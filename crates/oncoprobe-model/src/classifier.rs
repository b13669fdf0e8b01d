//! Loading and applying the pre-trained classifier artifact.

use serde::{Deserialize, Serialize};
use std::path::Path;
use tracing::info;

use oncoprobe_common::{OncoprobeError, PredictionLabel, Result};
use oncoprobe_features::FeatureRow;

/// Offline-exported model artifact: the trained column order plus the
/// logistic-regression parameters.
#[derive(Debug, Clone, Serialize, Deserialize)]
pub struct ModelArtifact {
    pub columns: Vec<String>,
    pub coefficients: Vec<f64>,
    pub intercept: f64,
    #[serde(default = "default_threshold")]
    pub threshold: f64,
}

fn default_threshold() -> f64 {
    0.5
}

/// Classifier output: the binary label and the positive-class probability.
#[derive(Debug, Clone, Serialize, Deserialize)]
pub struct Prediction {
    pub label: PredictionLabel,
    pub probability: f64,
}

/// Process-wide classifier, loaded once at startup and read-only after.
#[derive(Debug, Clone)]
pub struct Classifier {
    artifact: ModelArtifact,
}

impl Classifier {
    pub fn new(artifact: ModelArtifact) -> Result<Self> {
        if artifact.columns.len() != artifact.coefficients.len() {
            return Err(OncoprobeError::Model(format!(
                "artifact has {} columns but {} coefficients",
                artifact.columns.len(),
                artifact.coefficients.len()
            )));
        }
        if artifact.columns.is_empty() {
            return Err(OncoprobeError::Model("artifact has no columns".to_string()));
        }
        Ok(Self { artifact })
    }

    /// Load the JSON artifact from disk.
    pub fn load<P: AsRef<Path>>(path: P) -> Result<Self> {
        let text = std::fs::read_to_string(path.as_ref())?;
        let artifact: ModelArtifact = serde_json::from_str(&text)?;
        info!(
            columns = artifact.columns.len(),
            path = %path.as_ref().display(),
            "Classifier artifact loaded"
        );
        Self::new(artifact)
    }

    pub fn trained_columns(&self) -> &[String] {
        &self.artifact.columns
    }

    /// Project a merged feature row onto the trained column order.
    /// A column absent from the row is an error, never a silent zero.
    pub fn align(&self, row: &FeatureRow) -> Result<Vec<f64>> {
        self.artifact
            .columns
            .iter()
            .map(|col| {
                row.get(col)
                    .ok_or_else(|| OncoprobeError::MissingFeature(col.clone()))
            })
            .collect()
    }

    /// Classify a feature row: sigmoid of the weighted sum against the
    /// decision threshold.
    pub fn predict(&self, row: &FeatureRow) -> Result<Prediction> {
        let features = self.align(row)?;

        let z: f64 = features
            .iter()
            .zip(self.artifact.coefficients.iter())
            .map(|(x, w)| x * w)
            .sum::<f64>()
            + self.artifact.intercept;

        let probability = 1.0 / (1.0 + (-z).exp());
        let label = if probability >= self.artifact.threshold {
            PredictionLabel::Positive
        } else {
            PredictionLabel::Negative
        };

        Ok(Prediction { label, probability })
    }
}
--
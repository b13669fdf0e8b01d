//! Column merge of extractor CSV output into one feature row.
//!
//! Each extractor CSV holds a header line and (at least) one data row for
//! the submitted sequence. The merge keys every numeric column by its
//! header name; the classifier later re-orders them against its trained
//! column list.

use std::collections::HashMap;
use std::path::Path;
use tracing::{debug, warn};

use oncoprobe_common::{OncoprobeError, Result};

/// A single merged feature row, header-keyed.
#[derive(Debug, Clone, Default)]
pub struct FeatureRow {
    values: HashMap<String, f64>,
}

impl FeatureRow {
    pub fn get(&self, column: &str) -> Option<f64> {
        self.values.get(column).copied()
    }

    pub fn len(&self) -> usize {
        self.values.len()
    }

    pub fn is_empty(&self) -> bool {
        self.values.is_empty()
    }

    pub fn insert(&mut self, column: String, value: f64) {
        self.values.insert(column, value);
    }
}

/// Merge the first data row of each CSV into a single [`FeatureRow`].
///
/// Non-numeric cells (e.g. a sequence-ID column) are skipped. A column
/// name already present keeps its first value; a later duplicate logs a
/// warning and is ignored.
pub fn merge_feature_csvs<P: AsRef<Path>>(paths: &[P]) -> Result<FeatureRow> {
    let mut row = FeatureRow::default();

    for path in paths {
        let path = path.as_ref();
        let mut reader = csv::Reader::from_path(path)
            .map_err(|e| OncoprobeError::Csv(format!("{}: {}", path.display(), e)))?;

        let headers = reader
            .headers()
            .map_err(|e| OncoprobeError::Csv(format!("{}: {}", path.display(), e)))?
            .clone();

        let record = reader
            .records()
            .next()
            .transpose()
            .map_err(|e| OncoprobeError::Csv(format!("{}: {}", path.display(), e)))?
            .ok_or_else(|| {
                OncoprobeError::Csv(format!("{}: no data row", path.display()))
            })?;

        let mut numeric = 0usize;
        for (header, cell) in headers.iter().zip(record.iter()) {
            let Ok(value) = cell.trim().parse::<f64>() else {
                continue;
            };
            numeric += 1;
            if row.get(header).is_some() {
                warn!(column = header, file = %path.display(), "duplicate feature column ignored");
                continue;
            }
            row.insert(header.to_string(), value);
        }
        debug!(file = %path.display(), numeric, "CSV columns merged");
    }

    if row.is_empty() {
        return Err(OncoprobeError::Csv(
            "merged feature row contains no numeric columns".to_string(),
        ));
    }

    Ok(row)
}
--
TASK DIRECTIONS. Filter the records for the word "sequence" and show every line that has it.

TASK OUTPUT.
//! the submitted sequence. The merge keys every numeric column by its
/// Non-numeric cells (e.g. a sequence-ID column) are skipped. A column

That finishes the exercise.